As for Wiggins's argument about alleged unwarranted sentencing disparities between Wiggins and those who pleaded guilty and cooperated, Wiggins does not offer any support for his claim. See [D.E. 403] 14. Unlike Wiggins, some of Wiggins's co-conspirators pleaded guilty and cooperated. See PSR ¶¶ 3, 5-10. There is nothing unwarranted about a sentencing disparity between a person who accepts responsibility, pleads guilty, and cooperates and a defendant who denies guilt and is convicted at trial. See United States v. Lopez, 860 F.3d 201,217-18 (4th Cir. 2017); United States v. Allmendinger, 706 F.3d 330,343-44 (4th Cir. 2013); United States v. Abu Ali, 528 F.3d 210,263 (4th Cir. 2008) (“Although [a defendant has] every right to go to trial and claim innocence until proven guilty, . . . [once] proven guilty[, he] cannot avail himself of the benefits typically afforded those who reach plea agreements with the government and accept responsibility for their illegal conduct before going to trial.”).

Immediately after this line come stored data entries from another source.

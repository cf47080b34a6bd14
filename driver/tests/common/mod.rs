/* -------------------------------------------------------------------------- *\
 *        Apache 2.0 License Copyright © 2023-2025 The Kubuild Authors        *
 *                                                                            *
 *         +-------------------------------------------------------+          *
 *         | ██╗  ██╗██╗   ██╗██████╗ ██╗   ██╗██╗██╗     ██████╗  |          *
 *         | ██║ ██╔╝██║   ██║██╔══██╗██║   ██║██║██║     ██╔══██╗ |          *
 *         | █████╔╝ ██║   ██║██████╔╝██║   ██║██║██║     ██║  ██║ |          *
 *         | ██╔═██╗ ██║   ██║██╔══██╗██║   ██║██║██║     ██║  ██║ |          *
 *         | ██║  ██╗╚██████╔╝██████╔╝╚██████╔╝██║███████╗██████╔╝ |          *
 *         | ╚═╝  ╚═╝ ╚═════╝ ╚═════╝  ╚═════╝ ╚═╝╚══════╝╚═════╝  |          *
 *         +-------------------------------------------------------+          *
 *                                                                            *
 *                   In-Cluster Image Builds for Kubernetes                   *
 *                                                                            *
 * -------------------------------------------------------------------------- *
 *                                                                            *
 *   Licensed under the Apache License, Version 2.0 (the "License");          *
 *   you may not use this file except in compliance with the License.         *
 *   You may obtain a copy of the License at                                  *
 *                                                                            *
 *       http://www.apache.org/licenses/LICENSE-2.0                           *
 *                                                                            *
 *   Unless required by applicable law or agreed to in writing, software      *
 *   distributed under the License is distributed on an "AS IS" BASIS,        *
 *   WITHOUT WARRANTIES OR CONDITIONS OF ANY KIND, either express or implied. *
 *   See the License for the specific language governing permissions and      *
 *   limitations under the License.                                           *
 *                                                                            *
\* -------------------------------------------------------------------------- */

//! An in-memory API-server stand-in the driver converges against: the
//! fake-clientset of this test suite. `fail_mounts` holds readiness and
//! serves a FailedMount pod event until the deployment is updated, which
//! is how the runtime auto-flip is exercised.

// Not every test binary uses every helper.
#![allow(dead_code)]

use http::{Method, Request, Response, StatusCode};
use http_body_util::BodyExt;
use kube::client::Body;
use kubuild_driver::kubernetes::KubernetesFactory;
use kubuild_driver::{Driver, Factory, InitConfig};
use serde_json::{json, Value};
use std::collections::HashMap;
use std::sync::{Arc, Mutex};

pub const REPLICASET_NAME: &str = "flip-rs";
pub const REPLICASET_UID: &str = "flip-rs-uid";
pub const POD_NAME: &str = "flip-pod";
pub const POD_UID: &str = "flip-pod-uid";

#[derive(Default)]
pub struct ClusterState {
    pub deployments: HashMap<String, Value>,
    pub config_maps: HashMap<String, Value>,
    pub deployment_creates: u32,
    pub resource_version: u64,
    /// Serve a FailedMount pod event and hold readiness until the
    /// deployment is updated.
    pub fail_mounts: bool,
    pub replicaset_deleted: bool,
    pub pod_deleted: bool,
}

pub type SharedState = Arc<Mutex<ClusterState>>;

fn status_response(code: u16, reason: &str) -> Response<Body> {
    let body = json!({
        "kind": "Status",
        "apiVersion": "v1",
        "metadata": {},
        "status": "Failure",
        "message": reason,
        "reason": reason,
        "code": code,
    });
    Response::builder()
        .status(StatusCode::from_u16(code).expect("status code"))
        .header("content-type", "application/json")
        .body(Body::from(
            serde_json::to_vec(&body).expect("status body"),
        ))
        .expect("response")
}

fn json_response(value: &Value) -> Response<Body> {
    Response::builder()
        .status(StatusCode::OK)
        .header("content-type", "application/json")
        .body(Body::from(
            serde_json::to_vec(value).expect("json body"),
        ))
        .expect("response")
}

fn list_response(
    kind: &str,
    api_version: &str,
    items: Vec<Value>,
) -> Response<Body> {
    json_response(&json!({
        "kind": kind,
        "apiVersion": api_version,
        "metadata": {},
        "items": items,
    }))
}

fn with_status(mut deployment: Value, rv: u64, ready: bool) -> Value {
    let replicas = deployment["spec"]["replicas"].clone();
    let name = deployment["metadata"]["name"]
        .as_str()
        .unwrap_or_default()
        .to_string();
    deployment["metadata"]["uid"] = json!(format!("uid-{name}"));
    deployment["metadata"]["resourceVersion"] =
        json!(rv.to_string());
    deployment["status"] = if ready {
        json!({ "readyReplicas": replicas })
    } else {
        json!({ "readyReplicas": 0 })
    };
    deployment
}

fn deployment_uid(state: &ClusterState) -> String {
    state
        .deployments
        .values()
        .next()
        .and_then(|d| d["metadata"]["uid"].as_str())
        .unwrap_or_default()
        .to_string()
}

fn replica_set(owner_uid: &str) -> Value {
    json!({
        "metadata": {
            "name": REPLICASET_NAME,
            "namespace": "default",
            "uid": REPLICASET_UID,
            "ownerReferences": [{
                "apiVersion": "apps/v1",
                "kind": "Deployment",
                "name": "builder",
                "uid": owner_uid,
            }],
        },
        "spec": {},
    })
}

fn pod() -> Value {
    json!({
        "metadata": {
            "name": POD_NAME,
            "namespace": "default",
            "uid": POD_UID,
            "ownerReferences": [{
                "apiVersion": "apps/v1",
                "kind": "ReplicaSet",
                "name": REPLICASET_NAME,
                "uid": REPLICASET_UID,
            }],
        },
        "spec": { "containers": [] },
        "status": { "phase": "Pending" },
    })
}

fn mount_failure_event() -> Value {
    json!({
        "metadata": { "name": "flip-event", "namespace": "default" },
        "involvedObject": {
            "kind": "Pod",
            "name": POD_NAME,
            "uid": POD_UID,
        },
        "type": "Warning",
        "reason": "FailedMount",
        "message": "MountVolume.SetUp failed for volume \"docker-sock\": hostPath type check failed: /var/run/docker.sock is not a socket file",
    })
}

async fn handle(
    state: SharedState,
    req: Request<Body>,
) -> Response<Body> {
    let method = req.method().clone();
    let path = req.uri().path().to_string();
    let query = req.uri().query().unwrap_or_default().to_string();
    let body = req
        .into_body()
        .collect()
        .await
        .map(|collected| collected.to_bytes())
        .unwrap_or_default();

    let mut state = state.lock().expect("state lock");
    state.resource_version += 1;
    let rv = state.resource_version;

    let segments: Vec<&str> =
        path.trim_start_matches('/').split('/').collect();
    let resource_and_name = match segments.as_slice() {
        ["apis", "apps", "v1", "namespaces", _, resource, rest @ ..] => {
            Some((*resource, rest.first().copied()))
        }
        ["api", "v1", "namespaces", _, resource, rest @ ..] => {
            Some((*resource, rest.first().copied()))
        }
        _ => None,
    };

    match (method, resource_and_name) {
        (Method::GET, Some(("deployments", Some(name)))) => {
            match state.deployments.get(name) {
                Some(deployment) => json_response(deployment),
                None => status_response(404, "NotFound"),
            }
        }
        (Method::GET, Some(("deployments", None))) => {
            let items: Vec<Value> =
                state.deployments.values().cloned().collect();
            list_response("DeploymentList", "apps/v1", items)
        }
        (Method::POST, Some(("deployments", None))) => {
            let deployment: Value =
                serde_json::from_slice(&body).expect("deployment");
            let name = deployment["metadata"]["name"]
                .as_str()
                .expect("name")
                .to_string();
            if state.deployments.contains_key(&name) {
                return status_response(409, "AlreadyExists");
            }
            let ready = !state.fail_mounts;
            let stored = with_status(deployment, rv, ready);
            state.deployment_creates += 1;
            let _ = state.deployments.insert(name, stored.clone());
            json_response(&stored)
        }
        (Method::PUT, Some(("deployments", Some(name)))) => {
            let deployment: Value =
                serde_json::from_slice(&body).expect("deployment");
            // A rewritten deployment unwedges the mount failure.
            state.fail_mounts = false;
            let stored = with_status(deployment, rv, true);
            let _ = state
                .deployments
                .insert(name.to_string(), stored.clone());
            json_response(&stored)
        }
        (Method::DELETE, Some(("deployments", Some(name)))) => {
            match state.deployments.remove(name) {
                Some(deployment) => json_response(&deployment),
                None => status_response(404, "NotFound"),
            }
        }
        (Method::GET, Some(("configmaps", Some(name)))) => {
            match state.config_maps.get(name) {
                Some(cm) => json_response(cm),
                None => status_response(404, "NotFound"),
            }
        }
        (Method::POST, Some(("configmaps", None))) => {
            let mut cm: Value =
                serde_json::from_slice(&body).expect("configmap");
            let name = cm["metadata"]["name"]
                .as_str()
                .expect("name")
                .to_string();
            if state.config_maps.contains_key(&name) {
                return status_response(409, "AlreadyExists");
            }
            cm["metadata"]["resourceVersion"] =
                json!(rv.to_string());
            let _ = state.config_maps.insert(name, cm.clone());
            json_response(&cm)
        }
        (Method::PUT, Some(("configmaps", Some(name)))) => {
            let cm: Value =
                serde_json::from_slice(&body).expect("configmap");
            let _ =
                state.config_maps.insert(name.to_string(), cm.clone());
            json_response(&cm)
        }
        (Method::DELETE, Some(("configmaps", Some(name)))) => {
            match state.config_maps.remove(name) {
                Some(cm) => json_response(&cm),
                None => status_response(404, "NotFound"),
            }
        }
        (Method::GET, Some(("replicasets", None))) => {
            if state.fail_mounts && !state.deployments.is_empty() {
                let owner = deployment_uid(&state);
                list_response(
                    "ReplicaSetList",
                    "apps/v1",
                    vec![replica_set(&owner)],
                )
            } else {
                list_response("ReplicaSetList", "apps/v1", Vec::new())
            }
        }
        (Method::DELETE, Some(("replicasets", Some(_)))) => {
            state.replicaset_deleted = true;
            json_response(&json!({
                "kind": "Status",
                "apiVersion": "v1",
                "metadata": {},
                "status": "Success",
            }))
        }
        (Method::GET, Some(("pods", None))) => {
            if state.fail_mounts {
                list_response("PodList", "v1", vec![pod()])
            } else {
                list_response("PodList", "v1", Vec::new())
            }
        }
        (Method::DELETE, Some(("pods", Some(_)))) => {
            state.pod_deleted = true;
            json_response(&json!({
                "kind": "Status",
                "apiVersion": "v1",
                "metadata": {},
                "status": "Success",
            }))
        }
        (Method::GET, Some(("events", None))) => {
            let pod_events = state.fail_mounts
                && query.contains(&format!(
                    "involvedObject.name={POD_NAME}"
                ));
            if pod_events {
                list_response(
                    "EventList",
                    "v1",
                    vec![mount_failure_event()],
                )
            } else {
                list_response("EventList", "v1", Vec::new())
            }
        }
        (method, _) => {
            panic!("unexpected request {method} {path}")
        }
    }
}

pub fn fake_kube_client(state: SharedState) -> kube::Client {
    let service = tower::service_fn(move |req: Request<Body>| {
        let state = Arc::clone(&state);
        async move {
            Ok::<_, std::convert::Infallible>(
                handle(state, req).await,
            )
        }
    });
    kube::Client::new(service, "default")
}

pub async fn new_driver(
    state: SharedState,
    name: &str,
) -> Arc<dyn Driver> {
    new_driver_with_opts(state, name, &[]).await
}

pub async fn new_driver_with_opts(
    state: SharedState,
    name: &str,
    opts: &[(&str, &str)],
) -> Arc<dyn Driver> {
    KubernetesFactory::default()
        .new_driver(InitConfig {
            name: name.to_string(),
            kube_client: fake_kube_client(state),
            namespace: "default".to_string(),
            buildkit_flags: Vec::new(),
            config_file: None,
            driver_opts: opts
                .iter()
                .map(|(k, v)| (k.to_string(), v.to_string()))
                .collect(),
            context_path_hash: "test-hash".to_string(),
        })
        .await
        .expect("driver")
}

Wiggins also argues that the changes in the First Step Act to enhancements under 21 U.S.C. § 851 create an unwarranted sentencing disparity because he would not be subject to a mandatory life sentence if he had been sentenced after the First Step Act's effective date of December 21,2018. See [D.E. 403] 6; [D.E. 411] 6-10; [D.E. 419] 1-2. Specifically, under the First Step Act, if Wiggins were convicted of conspiracy to distribute and possess with the intent to distribute 5 kilograms or more of cocaine, then he would have faced a mandatory minimum of 10 years and a statutory maximum of life. See 21 U.S.C. § 841(b)(1)(A)(ii). If he had a prior conviction for a serious drug felony or serious violent felony, then the mandatory minimum would be 15 years' imprisonment and the statutory maximum would be life imprisonment. See id. § 841(b). If he had two such prior convictions, then the mandatory minimum would be 25 years' imprisonment and the statutory maximum would be life imprisonment. See id.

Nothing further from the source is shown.